2.4 Mit Eingabe vom 3. November 2011 führte der Beschwerdeführer aus, dass seine Mutter seit dem 1. November 2011 arbeitslos sei und die Arbeitslosenentschädigung 80% ihres bisherigen Verdienstes betrage. Damit sei die Mittellosigkeit nachgewiesen.


2.5 Zunächst ist strittig und zu prüfen, ob dem Beschwerdeführer eine notwendige Verteidigung bestellt werden muss.
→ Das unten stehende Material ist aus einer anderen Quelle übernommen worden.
use std::sync::Arc;

use thiserror::Error;

/// Errors returned by the catalog client.
#[derive(Debug, Error)]
pub enum CatalogError {
    /// The request path (or a configured base URL) is not a valid URL reference.
    #[error("malformed request URL \"{path}\": {reason}")]
    MalformedRequest { path: String, reason: String },

    /// The HTTP exchange could not complete: DNS, connect, TLS or timeout.
    #[error("HTTP error: {0}")]
    Http(#[from] reqwest::Error),

    /// The connection failed while the body was being streamed into the
    /// decoder.
    #[error("HTTP error while reading {context} body: {source}")]
    BodyRead {
        context: String,
        #[source]
        source: Arc<std::io::Error>,
    },

    /// The service answered with a status other than 200 or 304.
    #[error("API error: unexpected HTTP status {status} from {url}")]
    ApiError { status: u16, url: String },

    /// The body is empty, not well-formed XML, or truncated.
    #[error("XML decode error for {context}: {source}")]
    Decode {
        context: String,
        #[source]
        source: DecodeFailure,
    },
}

/// Why a document body could not be decoded.
#[derive(Debug, Error)]
pub enum DecodeFailure {
    /// The reader rejected the body as not well-formed XML.
    #[error(transparent)]
    Xml(#[from] quick_xml::Error),

    /// The body ended before any element started.
    #[error("empty response body")]
    NoRoot,

    /// The body ended while this element was still open.
    #[error("document ends inside <{0}>")]
    Truncated(String),
}

impl CatalogError {
    /// HTTP status carried by [`CatalogError::ApiError`], if any.
    #[must_use]
    pub fn status(&self) -> Option<u16> {
        match self {
            Self::ApiError { status, .. } => Some(*status),
            _ => None,
        }
    }
}
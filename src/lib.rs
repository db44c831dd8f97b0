//! arcbound: dependency-resolved node graphs.
//!
//! A host type declares computed attributes ("nodes") whose inputs are
//! resolved lazily from other attributes of the same host, with the wiring
//! declared once per node in an explicit registration table. Callers may
//! override any input; everything else is fetched off the live host on
//! every access, recursing through nodes that depend on other nodes.
//!
//! ```
//! use arcbound::{Graph, Host, NodeRegistry, NodeSpec};
//! use std::sync::Arc;
//!
//! struct Sapling { root: i64 }
//!
//! impl Host for Sapling {
//!     type Value = i64;
//!     fn attribute(&self, name: &str) -> Option<i64> {
//!         (name == "root").then(|| self.root)
//!     }
//! }
//!
//! let mut registry = NodeRegistry::new();
//! registry.register(
//!     NodeSpec::property("branch")
//!         .param("x")
//!         .bind("x", "root")
//!         .build(|_, args| Ok(args.required("x")? * args.required("x")?))
//!         .unwrap(),
//! ).unwrap();
//!
//! let graph = Graph::new(Sapling { root: 5 }, Arc::new(registry));
//! assert_eq!(graph.resolve("branch").unwrap(), 25);
//! ```

pub mod binding;
pub mod display;
pub mod graph;
pub mod host;
pub mod requires;
pub mod resolve;
pub mod store;

pub use binding::{Binding, BindingOrigin, Transform, TransformCause};
pub use display::DotRenderer;
pub use graph::{DependencyDag, GraphView};
pub use host::Host;
pub use requires::{Requirement, RequirementError};
pub use resolve::{ArgSet, Graph, NodeHandle, ResolveError};
pub use store::{
    DeclarationError, NodeId, NodeKind, NodeMetadata, NodeRegistry, NodeSpec, NodeSpecBuilder,
};
//! The attribute-access seam between a host object and the resolution engine.

/// Implemented by any type whose attributes can feed a node graph.
///
/// The engine only ever sees a host through this trait: `attribute` is the
/// typed stand-in for dynamic attribute lookup, and `has_member` lets
/// diagnostics distinguish a member that exists but is not a node from a
/// name that does not exist at all.
pub trait Host {
    /// The value type flowing through bindings, transforms, and node bodies.
    type Value: Clone;

    /// Reads a plain attribute off the host by name.
    ///
    /// Returns `None` when the host has no attribute of that name. Node
    /// names are looked up in the registry first, so a host attribute
    /// shadowed by a node of the same name is never consulted.
    fn attribute(&self, name: &str) -> Option<Self::Value>;

    /// Whether `name` refers to any member of the host at all.
    ///
    /// The default treats exactly the attribute names as members; hosts
    /// with non-value members (helpers that are not injectable) can widen
    /// this so `get_node` reports them as "not decorated" rather than
    /// "does not exist".
    fn has_member(&self, name: &str) -> bool {
        self.attribute(name).is_some()
    }
}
2.5.1 Die oder der Jugendliche muss gemäss Art. 24 lit. b JStPO verteidigt werden, wenn sie oder er die eigenen Verfahrensinteressen nicht ausreichend wahren kann und auch die gesetzliche Vertretung dazu nicht in der Lage ist. Unvermögen kann gegeben sein bei fehlenden intellektuellen Fähigkeiten, bei Unkenntnis der hiesigen Gepflogenheiten sowie bei Vorliegen einer Interessenkollision zwischen dem Jugendlichen und seinen gesetzlichen Vertretern. Das Unvermögen ist umso mehr zu bejahen, je komplizierter der zu beurteilende Sachverhalt und dessen rechtliche Würdigung sind (Christoph Hug/Patrizia Schläfli, in: Basler Kommentar StPO/JStPO, 2011, Art. 24 JStPO N 3).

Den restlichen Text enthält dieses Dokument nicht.